• Exercise prompt: From the line with "pub use sablerdp_graphics as graphics;" to the line with "filename crates/sablerdp-session/src/active_stage.rs", retype every line exactly, including those two, and leave out the rest of the data below.

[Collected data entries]
BEGIN

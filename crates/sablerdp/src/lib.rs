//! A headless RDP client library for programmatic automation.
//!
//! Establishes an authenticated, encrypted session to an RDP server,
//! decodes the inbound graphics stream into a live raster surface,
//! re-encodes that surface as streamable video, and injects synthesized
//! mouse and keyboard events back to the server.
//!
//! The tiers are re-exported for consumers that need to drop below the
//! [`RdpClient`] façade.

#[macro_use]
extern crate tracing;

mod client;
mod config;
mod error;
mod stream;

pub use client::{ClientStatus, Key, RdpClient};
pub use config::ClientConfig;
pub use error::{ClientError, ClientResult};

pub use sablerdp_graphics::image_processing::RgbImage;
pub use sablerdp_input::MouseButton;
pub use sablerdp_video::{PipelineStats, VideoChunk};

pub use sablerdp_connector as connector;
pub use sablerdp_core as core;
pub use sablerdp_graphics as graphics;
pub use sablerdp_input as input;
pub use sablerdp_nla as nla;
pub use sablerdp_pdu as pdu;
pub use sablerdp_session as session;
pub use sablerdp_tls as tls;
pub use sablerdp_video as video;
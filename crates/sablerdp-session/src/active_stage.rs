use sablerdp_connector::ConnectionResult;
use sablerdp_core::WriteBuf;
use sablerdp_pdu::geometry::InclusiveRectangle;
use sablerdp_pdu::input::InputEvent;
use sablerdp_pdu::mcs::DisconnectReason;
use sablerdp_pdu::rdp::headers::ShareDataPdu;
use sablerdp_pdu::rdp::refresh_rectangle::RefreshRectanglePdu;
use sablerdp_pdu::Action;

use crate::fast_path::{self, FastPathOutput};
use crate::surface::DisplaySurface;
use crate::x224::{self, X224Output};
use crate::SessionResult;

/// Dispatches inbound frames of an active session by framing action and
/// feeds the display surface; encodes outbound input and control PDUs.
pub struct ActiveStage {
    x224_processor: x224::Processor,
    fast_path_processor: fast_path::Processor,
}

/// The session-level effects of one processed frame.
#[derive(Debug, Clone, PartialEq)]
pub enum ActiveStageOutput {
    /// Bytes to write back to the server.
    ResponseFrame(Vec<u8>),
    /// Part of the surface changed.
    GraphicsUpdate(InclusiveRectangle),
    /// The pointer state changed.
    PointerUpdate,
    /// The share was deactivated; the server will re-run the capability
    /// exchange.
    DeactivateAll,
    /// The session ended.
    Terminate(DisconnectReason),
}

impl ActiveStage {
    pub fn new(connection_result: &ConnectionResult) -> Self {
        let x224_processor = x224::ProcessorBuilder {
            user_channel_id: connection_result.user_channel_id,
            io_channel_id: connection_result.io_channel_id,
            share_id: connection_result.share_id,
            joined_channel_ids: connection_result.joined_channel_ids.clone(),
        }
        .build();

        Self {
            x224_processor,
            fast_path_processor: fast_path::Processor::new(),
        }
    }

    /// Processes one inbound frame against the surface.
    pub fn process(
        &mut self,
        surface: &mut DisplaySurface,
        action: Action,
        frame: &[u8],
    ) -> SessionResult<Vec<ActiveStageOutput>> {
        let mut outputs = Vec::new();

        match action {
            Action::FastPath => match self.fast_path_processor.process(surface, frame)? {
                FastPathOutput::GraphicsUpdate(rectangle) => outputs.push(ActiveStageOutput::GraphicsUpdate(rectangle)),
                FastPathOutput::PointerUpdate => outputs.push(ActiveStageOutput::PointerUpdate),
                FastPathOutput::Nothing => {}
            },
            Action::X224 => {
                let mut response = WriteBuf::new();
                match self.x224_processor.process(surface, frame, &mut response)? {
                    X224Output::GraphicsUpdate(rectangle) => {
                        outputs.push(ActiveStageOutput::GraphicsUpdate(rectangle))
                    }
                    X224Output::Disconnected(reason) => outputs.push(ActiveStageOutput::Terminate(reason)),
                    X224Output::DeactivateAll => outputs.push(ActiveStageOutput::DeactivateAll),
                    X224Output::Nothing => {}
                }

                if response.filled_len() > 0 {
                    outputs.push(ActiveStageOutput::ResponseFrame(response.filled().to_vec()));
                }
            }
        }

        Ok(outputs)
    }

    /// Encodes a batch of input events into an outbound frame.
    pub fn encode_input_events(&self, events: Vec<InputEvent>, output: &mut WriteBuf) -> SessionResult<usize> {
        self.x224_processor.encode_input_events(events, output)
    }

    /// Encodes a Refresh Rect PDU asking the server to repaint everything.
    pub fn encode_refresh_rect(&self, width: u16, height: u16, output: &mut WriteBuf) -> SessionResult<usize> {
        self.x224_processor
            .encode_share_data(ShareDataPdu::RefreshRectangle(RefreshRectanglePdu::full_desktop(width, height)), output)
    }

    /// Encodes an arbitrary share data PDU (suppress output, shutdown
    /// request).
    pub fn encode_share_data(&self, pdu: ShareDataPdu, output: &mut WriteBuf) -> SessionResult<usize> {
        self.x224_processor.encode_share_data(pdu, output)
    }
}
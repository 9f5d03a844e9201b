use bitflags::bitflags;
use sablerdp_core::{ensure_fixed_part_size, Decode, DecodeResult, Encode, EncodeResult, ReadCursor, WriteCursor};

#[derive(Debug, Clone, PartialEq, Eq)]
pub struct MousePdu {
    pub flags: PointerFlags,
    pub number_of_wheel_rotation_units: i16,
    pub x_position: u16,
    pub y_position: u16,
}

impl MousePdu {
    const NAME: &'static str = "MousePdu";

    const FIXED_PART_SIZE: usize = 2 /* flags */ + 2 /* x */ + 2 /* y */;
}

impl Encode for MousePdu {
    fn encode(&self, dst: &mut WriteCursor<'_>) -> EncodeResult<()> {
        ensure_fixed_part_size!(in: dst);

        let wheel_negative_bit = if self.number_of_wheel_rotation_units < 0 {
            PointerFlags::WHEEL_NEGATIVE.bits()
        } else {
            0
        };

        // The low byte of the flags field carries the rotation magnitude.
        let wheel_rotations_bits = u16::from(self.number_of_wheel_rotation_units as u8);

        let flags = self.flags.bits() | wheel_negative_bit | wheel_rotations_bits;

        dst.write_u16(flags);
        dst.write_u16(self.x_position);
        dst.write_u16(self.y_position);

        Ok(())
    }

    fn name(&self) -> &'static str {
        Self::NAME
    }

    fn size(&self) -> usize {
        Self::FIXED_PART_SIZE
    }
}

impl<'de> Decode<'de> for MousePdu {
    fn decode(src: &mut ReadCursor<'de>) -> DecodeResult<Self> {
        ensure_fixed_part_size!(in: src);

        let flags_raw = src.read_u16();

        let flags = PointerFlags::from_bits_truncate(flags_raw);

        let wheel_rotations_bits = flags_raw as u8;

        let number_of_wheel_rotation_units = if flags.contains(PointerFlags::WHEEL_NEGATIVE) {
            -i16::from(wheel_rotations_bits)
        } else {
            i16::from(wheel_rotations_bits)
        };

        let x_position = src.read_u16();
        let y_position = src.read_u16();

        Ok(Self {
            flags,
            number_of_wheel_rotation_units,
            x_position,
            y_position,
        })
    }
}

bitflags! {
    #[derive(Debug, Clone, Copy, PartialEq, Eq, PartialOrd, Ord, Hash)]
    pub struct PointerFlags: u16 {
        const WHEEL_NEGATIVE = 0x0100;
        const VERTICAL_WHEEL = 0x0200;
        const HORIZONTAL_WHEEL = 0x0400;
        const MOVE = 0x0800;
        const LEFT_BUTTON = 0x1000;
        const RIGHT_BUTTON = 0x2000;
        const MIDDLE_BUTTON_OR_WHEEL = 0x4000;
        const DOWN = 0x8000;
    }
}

END

• Exercise output:
pub use sablerdp_graphics as graphics;
pub use sablerdp_input as input;
pub use sablerdp_nla as nla;
pub use sablerdp_pdu as pdu;
pub use sablerdp_session as session;
pub use sablerdp_tls as tls;
pub use sablerdp_video as video;
filename crates/sablerdp-session/src/active_stage.rs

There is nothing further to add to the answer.